# Spain On Strike



## hogan (Oct 31, 2006)

Today Thursday march 29 ,is a national day of strikes in Spain.
Don't run to low on fuel,garages may be closed.


----------



## erneboy (Feb 8, 2007)

Thanks for that Hogan. I was just about to head off into Murcia, will leave it till tomorrow. I haven't been bothering with the news lately so I didn't know about the strikes, Alan.


----------



## cabby (May 14, 2005)

there is panic buying over here because of talk of shortages due to an inpending strike.

cabby


----------



## DTPCHEMICALS (Jul 24, 2006)

What is the reason for the strike.

Dave p


----------



## erneboy (Feb 8, 2007)

Discontent with the conservative government and their handling, or not, of the crisis.

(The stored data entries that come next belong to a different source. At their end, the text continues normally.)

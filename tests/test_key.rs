// Key loader and size-validation suite:
// * normalization rules (pass-through, extension mask, SHA-256 compression)
// * idempotence
// * format sniffing order (hex before Base64 before raw)
// * hex persistence round trip

use filecrypt_core::constants::KEY_LEN;
use filecrypt_core::key::{load_key, normalize_key, save_key, KeyError};

// ---- Normalization ----

#[test]
fn normalize_rejects_empty() {
    let err = normalize_key(&[]).unwrap_err();
    assert!(matches!(err, KeyError::Empty));
}

#[test]
fn normalize_passes_exact_32() {
    let raw: Vec<u8> = (0..32).collect();
    let key = normalize_key(&raw).unwrap();
    assert_eq!(key.as_bytes(), &raw[..]);
}

#[test]
fn normalize_extends_short_keys_with_mask() {
    // two-byte key [0x0A, 0xBC]: extension cycles input XOR 0x5C
    let key = normalize_key(&[0x0A, 0xBC]).unwrap();
    let bytes = key.as_bytes();
    assert_eq!(bytes.len(), KEY_LEN);
    assert_eq!(bytes[0], 0x0A);
    assert_eq!(bytes[1], 0xBC);
    assert_eq!(bytes[2], 0x0A ^ 0x5C); // 0x56
    assert_eq!(bytes[3], 0xBC ^ 0x5C); // 0xE0
    assert_eq!(bytes[4], 0x56);
    for i in 2..KEY_LEN {
        assert_eq!(bytes[i], [0x0A, 0xBC][i % 2] ^ 0x5C);
    }
}

#[test]
fn normalize_compresses_long_keys_with_sha256() {
    // SHA-256 of 64 zero bytes is a fixed, well-known digest
    let key = normalize_key(&[0u8; 64]).unwrap();
    assert_eq!(
        hex::encode(key.as_bytes()),
        "f5a5fd42d16a20302798ef6ed309979b43003d2320d9f0e8ea9831a92759fb4b"
    );
}

#[test]
fn normalize_is_idempotent() {
    for raw in [&b"abc"[..], &[0xAAu8; 32][..], &[0x11u8; 100][..]] {
        let once = normalize_key(raw).unwrap();
        let twice = normalize_key(once.as_bytes()).unwrap();
        assert_eq!(once, twice);
    }
}

#[test]
fn normalize_always_yields_32_bytes() {
    for len in [1usize, 2, 16, 31, 32, 33, 64, 200] {
        let raw = vec![0x42u8; len];
        assert_eq!(normalize_key(&raw).unwrap().as_bytes().len(), KEY_LEN);
    }
}

// ---- Loader sniffing ----

#[test]
fn loader_parses_hex_text() {
    let dir = tempfile::tempdir().unwrap();
    let path = dir.path().join("hex.key");
    std::fs::write(&path, "000102030405060708090a0b0c0d0e0f").unwrap();
    let key = load_key(&path).unwrap();
    assert_eq!(&key.as_bytes()[..16], &(0u8..16).collect::<Vec<_>>()[..]);
}

#[test]
fn loader_zero_prefixes_odd_hex() {
    // "abc" -> "0abc" -> [0x0A, 0xBC] -> masked extension
    let dir = tempfile::tempdir().unwrap();
    let path = dir.path().join("odd.key");
    std::fs::write(&path, "abc").unwrap();
    let key = load_key(&path).unwrap();
    let bytes = key.as_bytes();
    assert_eq!(bytes[0], 0x0A);
    assert_eq!(bytes[1], 0xBC);
    assert_eq!(bytes[2], 0x56);
    assert_eq!(bytes[3], 0xE0);
    assert_eq!(bytes[4], 0x56);
}

#[test]
fn loader_prefers_hex_over_base64() {
    // all-hex text is also a plausible Base64 string; hex must win
    let dir = tempfile::tempdir().unwrap();
    let path = dir.path().join("ambiguous.key");
    std::fs::write(&path, "DEADBEEF").unwrap();
    let key = load_key(&path).unwrap();
    assert_eq!(&key.as_bytes()[..4], &[0xDE, 0xAD, 0xBE, 0xEF]);
}

#[test]
fn loader_falls_back_to_base64() {
    let dir = tempfile::tempdir().unwrap();
    let path = dir.path().join("b64.key");
    std::fs::write(&path, "aGVsbG8gd29ybGQh").unwrap(); // "hello world!"
    let key = load_key(&path).unwrap();
    assert_eq!(&key.as_bytes()[..12], b"hello world!");
}

#[test]
fn loader_falls_back_to_raw_bytes() {
    let dir = tempfile::tempdir().unwrap();
    let path = dir.path().join("raw.key");
    let raw: Vec<u8> = (0..32).map(|i| (i * 7 + 200) as u8).collect();
    std::fs::write(&path, &raw).unwrap();
    let key = load_key(&path).unwrap();
    assert_eq!(key.as_bytes(), &raw[..]);
}

#[test]
fn loader_reports_missing_file() {
    let dir = tempfile::tempdir().unwrap();
    let err = load_key(&dir.path().join("nope.key")).unwrap_err();
    assert!(matches!(err, KeyError::NotFound(_)));
}

#[test]
fn loader_rejects_empty_file() {
    let dir = tempfile::tempdir().unwrap();
    let path = dir.path().join("empty.key");
    std::fs::write(&path, "").unwrap();
    let err = load_key(&path).unwrap_err();
    assert!(matches!(err, KeyError::Empty));
}

// ---- Persistence ----

#[test]
fn save_writes_uppercase_hex_and_round_trips() {
    let dir = tempfile::tempdir().unwrap();
    let path = dir.path().join("out.key");
    let key = normalize_key(&[0xAB; 32]).unwrap();
    save_key(&path, &key).unwrap();

    let text = std::fs::read_to_string(&path).unwrap();
    assert_eq!(text.len(), 64);
    assert_eq!(text, text.to_uppercase());
    assert!(text.chars().all(|c| c.is_ascii_hexdigit()));

    let loaded = load_key(&path).unwrap();
    assert_eq!(loaded, key);
}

Same as the rest of Europe, Alan.


----------



## bktayken (Oct 11, 2008)

DONT panic (this is not the UK) mainly public sector workers .Been out and about this morning just like any other day garages open etc,,,there may be a few marches in the cities it will be all over tomorrow.


----------



## raynipper (Aug 4, 2008)

DTPCHEMICALS said:


> What is the reason for the strike.
> 
> Dave p


They are striking about the bad economy...................... and striking is gonna make it better...??? :roll:

Ray.


----------